The median age in the city was 36.7 years. 30.1% of residents were under 18; 6.3% were between 18 and 24; 21.9% were from 25 to 44; 23.8% were from 45 to 64, and 18% were 65 years of age or older. The gender makeup of the city was 51.1% male and 48.9% female.

===2000 census===
As of the census of 2000, there were 371 people, 148 households, and 105 families living in the city. The population density was 757.3 PD/sqmi. There were 166 housing units at an average density of 338.9 /sqmi. The racial makeup of the city was 98.38% White, 0.27% Asian, 0.27% from other races, and 1.08% from two or more races. Hispanic or Latino of any race were 0.54% of the population.]

There were 148 households, out of which 31.8% had children under the age of 18 living with them, 58.8% were married couples living together, 6.1% had a female householder with no husband present, and 28.4% were non-families. 25.7% of all households were made up of individuals, and 14.2% had someone living alone who was 65 years of age or older.
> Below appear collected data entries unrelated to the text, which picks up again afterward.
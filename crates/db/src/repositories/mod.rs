//! Repository layer.
//!
//! Each repository is a zero-sized struct providing async methods that
//! accept `&PgPool` as the first argument. A method holds a pooled
//! connection only for the duration of its own statement or transaction.

pub mod item_repo;
pub mod session_repo;
pub mod user_repo;

pub use item_repo::ItemRepo;
pub use session_repo::SessionRepo;
pub use user_repo::UserRepo;
//! Collection sync API server library.
//!
//! Exposes config, state, error handling, the authorization gate, and the
//! route tree so integration tests and the binary entrypoint share them.

pub mod config;
pub mod error;
pub mod handlers;
pub mod middleware;
pub mod response;
pub mod router;
pub mod routes;
pub mod state;
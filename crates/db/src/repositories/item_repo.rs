//! Repository for the `items` table (the item collection store).
//!
//! Every write goes through [`ItemRepo::upsert`], a single
//! `INSERT .. ON CONFLICT DO UPDATE` per key. Columns absent from the
//! [`ItemPatch`] are left untouched, and `update_time` is stamped by the
//! database when the row lock is held, so whichever write commits last also
//! carries the latest timestamp.

use std::collections::BTreeSet;

use nook_core::batch::BatchReport;
use nook_core::types::{ItemKey, ItemStatus, UserId, VariantId};
use sqlx::PgPool;

use crate::error::StoreError;
use crate::models::item::{ItemPatch, ItemRecord};

/// Column list shared across queries to avoid repetition.
const COLUMNS: &str = "user_id, item_id, variant, status, note, update_time";

/// Provides per-key upsert/delete and batched status writes.
pub struct ItemRepo;

impl ItemRepo {
    /// Find the record for a single key.
    pub async fn find(pool: &PgPool, key: &ItemKey) -> Result<Option<ItemRecord>, sqlx::Error> {
        let query = format!(
            "SELECT {COLUMNS} FROM items
             WHERE user_id = $1 AND item_id = $2 AND variant = $3"
        );
        sqlx::query_as::<_, ItemRecord>(&query)
            .bind(key.user_id)
            .bind(&key.item_id)
            .bind(key.variant)
            .fetch_optional(pool)
            .await
    }

    /// List a user's whole collection ordered by item and variant.
    pub async fn list_for_user(
        pool: &PgPool,
        user_id: UserId,
    ) -> Result<Vec<ItemRecord>, sqlx::Error> {
        let query = format!(
            "SELECT {COLUMNS} FROM items WHERE user_id = $1 ORDER BY item_id, variant"
        );
        sqlx::query_as::<_, ItemRecord>(&query)
            .bind(user_id)
            .fetch_all(pool)
            .await
    }

    /// Insert the key or update the columns present in `patch`.
    ///
    /// `update_time` never moves backwards for a key.
    pub async fn upsert(
        pool: &PgPool,
        key: &ItemKey,
        patch: &ItemPatch,
    ) -> Result<ItemRecord, StoreError> {
        let query = format!(
            "INSERT INTO items (user_id, item_id, variant, status, note, update_time)
             VALUES ($1, $2, $3, $4, $5, clock_timestamp())
             ON CONFLICT (user_id, item_id, variant) DO UPDATE
             SET status = COALESCE(EXCLUDED.status, items.status),
                 note = COALESCE(EXCLUDED.note, items.note),
                 update_time = GREATEST(items.update_time, clock_timestamp())
             RETURNING {COLUMNS}"
        );
        sqlx::query_as::<_, ItemRecord>(&query)
            .bind(key.user_id)
            .bind(&key.item_id)
            .bind(key.variant)
            .bind(patch.status)
            .bind(&patch.note)
            .fetch_optional(pool)
            .await?
            .ok_or(StoreError::UnexpectedRowCount {
                operation: "upsert item",
                expected: 1,
                actual: 0,
            })
    }

    /// Write the status for a key, leaving any note in place.
    pub async fn upsert_status(
        pool: &PgPool,
        key: &ItemKey,
        status: ItemStatus,
    ) -> Result<ItemRecord, StoreError> {
        Self::upsert(pool, key, &ItemPatch::status(status)).await
    }

    /// Write the note for a key, leaving any status in place.
    pub async fn upsert_note(
        pool: &PgPool,
        key: &ItemKey,
        note: &str,
    ) -> Result<ItemRecord, StoreError> {
        Self::upsert(pool, key, &ItemPatch::note(note)).await
    }

    /// Remove the row for a key.
    ///
    /// Returns `true` if a row was removed; deleting an absent key is a
    /// successful no-op returning `false`.
    pub async fn delete(pool: &PgPool, key: &ItemKey) -> Result<bool, StoreError> {
        let result =
            sqlx::query("DELETE FROM items WHERE user_id = $1 AND item_id = $2 AND variant = $3")
                .bind(key.user_id)
                .bind(&key.item_id)
                .bind(key.variant)
                .execute(pool)
                .await?;
        match result.rows_affected() {
            0 => Ok(false),
            1 => Ok(true),
            actual => Err(StoreError::UnexpectedRowCount {
                operation: "delete item",
                expected: 1,
                actual,
            }),
        }
    }

    /// Write `status` to every variant of `item_id` in `variants`.
    ///
    /// The writes are dispatched concurrently, each as its own single-row
    /// statement on its own pooled connection. There is no enclosing
    /// transaction: variants that land stay written even if siblings fail,
    /// and every failure is carried in the returned report.
    pub async fn batch_upsert_status(
        pool: &PgPool,
        user_id: UserId,
        item_id: &str,
        status: ItemStatus,
        variants: &BTreeSet<VariantId>,
    ) -> BatchReport {
        let writes = variants.iter().map(|&variant| {
            let key = ItemKey::new(user_id, item_id, variant);
            async move { (variant, Self::upsert_status(pool, &key, status).await) }
        });
        let outcomes = futures::future::join_all(writes).await;
        BatchReport::from_outcomes(item_id, status, outcomes)
    }
}
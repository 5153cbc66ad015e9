//! Authentication and authorization for item routes.
//!
//! - [`auth::BearerToken`] -- Extracts the session token from the `Authorization` header.
//! - [`gate::AuthorizationGate`] -- Checks that the token belongs to the claimed user.

pub mod auth;
pub mod gate;
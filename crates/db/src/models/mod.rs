//! Row models and DTOs, one module per table.

pub mod item;
pub mod session;
pub mod user;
The average household size was 2.51, and the average family size was 2.95.

Age spread: 27.5% under the age of 18, 6.2% from 18 to 24, 25.6% from 25 to 44, 18.9% from 45 to 64, and 21.8% who were 65 years of age or older. The median age was 38 years. For every 100 females, there were 100.5 males. For every 100 females age 18 and over, there were 97.8 males.

The median income for a household in the city was $35,278, and the median income for a family was $40,833. Males had a median income of $30,083 versus $25,556 for females. The per capita income for the city was $15,945. About 4.8% of families and 6.3% of the population were below the poverty line, including 6.5% of those under age 18 and 4.9% of those age 65 or over.
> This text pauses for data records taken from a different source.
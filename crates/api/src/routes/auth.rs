//! Route definitions for sessions and accounts.

use axum::routing::post;
use axum::Router;

use crate::handlers::auth;
use crate::state::AppState;

/// ```text
/// POST /sessions  -> create_session
/// POST /register  -> register
/// POST /login     -> login
/// ```
pub fn router() -> Router<AppState> {
    Router::new()
        .route("/sessions", post(auth::create_session))
        .route("/register", post(auth::register))
        .route("/login", post(auth::login))
}
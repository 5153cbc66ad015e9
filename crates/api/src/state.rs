use std::sync::Arc;

use crate::config::ServerConfig;

/// Shared application state available to all Axum handlers via `State<AppState>`.
///
/// Cheaply cloneable: the pool is reference-counted internally.
#[derive(Clone)]
pub struct AppState {
    /// Database connection pool.
    pub pool: nook_db::DbPool,
    pub config: Arc<ServerConfig>,
}
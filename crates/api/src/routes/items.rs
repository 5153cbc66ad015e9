//! Route definitions for the `/items` resource.

use axum::routing::{delete, get, post};
use axum::Router;

use crate::handlers::items;
use crate::state::AppState;

/// Routes mounted at `/items`.
///
/// ```text
/// GET    /                          -> list_items (?userId=)
/// POST   /{item_id}/batch/status    -> batch_set_status
/// POST   /{item_id}/{variant}/status -> set_status
/// POST   /{item_id}/{variant}/note  -> set_note
/// DELETE /{item_id}/{variant}       -> delete_item (?userId=)
/// ```
pub fn router() -> Router<AppState> {
    Router::new()
        .route("/", get(items::list_items))
        .route("/{item_id}/batch/status", post(items::batch_set_status))
        .route("/{item_id}/{variant}/status", post(items::set_status))
        .route("/{item_id}/{variant}/note", post(items::set_note))
        .route("/{item_id}/{variant}", delete(items::delete_item))
}
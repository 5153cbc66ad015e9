pub mod auth;
pub mod items;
==Education and community==
The Kingsley–Pierson Community School District operates local area public schools. Elementary school students attend school either in Kingsley, Iowa, or Pierson. Students attend middle school in Pierson and high school in Kingsley.

The Old School Bell Memorial is in front of the middle school, and it has a bell taken from the 1893 school and bricks taken from the 1915 school. The Veterans War Memorial was made in 1921 to honor World War I veterans and another memorial was built in 2004 to honor veterans who served in later wars.

The Pierson Public Library had its beginnings in 1902 when 26 members formed a "Literary and Reading Club." Their reading room was in a store's basement until the group lost interest. A library association was started in December 1912, and the library was located inside the town hall. The Iowa State Traveling Library gave books to the library during that time. In February 1935, a library was started by The Pierson Federated Women's Club. In 1951, a county library was organized, and the women's club gave their Pierson library to Woodbury County. The library moved a few more times until its current location on Main Street within the city hall.

Pierson has an ambulance. Organizations within Pierson are the Pierson Library Friends, 4-H, Rutland Masonic Lodge, Federated Women's Club, Legion, Legion Auxiliary, Junior Girls Auxiliary, and the Golf Club Association.

Pierson's three churches are the United Methodist Church, Salem Lutheran Church, and Pierson Christian Church. Pierson's only cemetery is Greenwood Cemetery. It was founded in 1904, although a few burials happened in the area in 1903. It is located a mile away from Pierson on D31 or Minnesota Avenue.

==Recreation==
Pierson's city park contains an area that has plants and flowers that are native to the area. It was formed through Pierson's Source Water Protection Plan. The city park has a shelter house built out of rocks in 1941, an outside shelter, a baseball diamond, a sand volleyball court, and a golf course. Jenni Battern Memorial Park has a basketball court and a playground.

In August 2021, the arts and music festival Golphstok 2021 was held in Pierson. The festival was started in the summer of 2017 as a way for the founder to play music with his two sons. The first GolfStock was organized as a way to raise funds for Pierson's golf course, but the potential was realized for GolphStok to really grow into an annual tradition for Pierson. Golphstock was originally named Golfstock as a play on words of Woodstock, but the name changed when it was not for a golf course fundraiser.